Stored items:

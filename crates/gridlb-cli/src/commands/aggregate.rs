use std::path::Path;

use gridlb_calc::update_node_resources;
use gridlb_state::ClusterState;

pub fn aggregate(state_path: &Path, write: bool) -> anyhow::Result<()> {
    let mut state = ClusterState::load_json(state_path)?;
    let summary = update_node_resources(&mut state);

    if write {
        state.save_json(state_path)?;
    }

    if summary.refreshed_nodes == 0 {
        println!("✗ No eligible nodes, snapshot unchanged");
    } else {
        println!(
            "✓ Refreshed {} node(s) from {} sample(s)",
            summary.refreshed_nodes, summary.consumed_samples
        );
        if summary.rejected_samples > 0 {
            println!("  Dropped {} non-finite sample(s)", summary.rejected_samples);
        }
    }

    Ok(())
}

Task goal -> Each line above should appear again, reproduced exactly.

Response for this exercise ->
filename crates/gridlb-cli/src/commands/aggregate.rs
use std::path::Path;

use gridlb_calc::update_node_resources;
use gridlb_state::ClusterState;

pub fn aggregate(state_path: &Path, write: bool) -> anyhow::Result<()> {
    let mut state = ClusterState::load_json(state_path)?;
    let summary = update_node_resources(&mut state);

    if write {
        state.save_json(state_path)?;
    }

    if summary.refreshed_nodes == 0 {
        println!("✗ No eligible nodes, snapshot unchanged");
    } else {
        println!(
            "✓ Refreshed {} node(s) from {} sample(s)",
            summary.refreshed_nodes, summary.consumed_samples
        );
        if summary.rejected_samples > 0 {
            println!("  Dropped {} non-finite sample(s)", summary.rejected_samples);
        }
    }

    Ok(())
}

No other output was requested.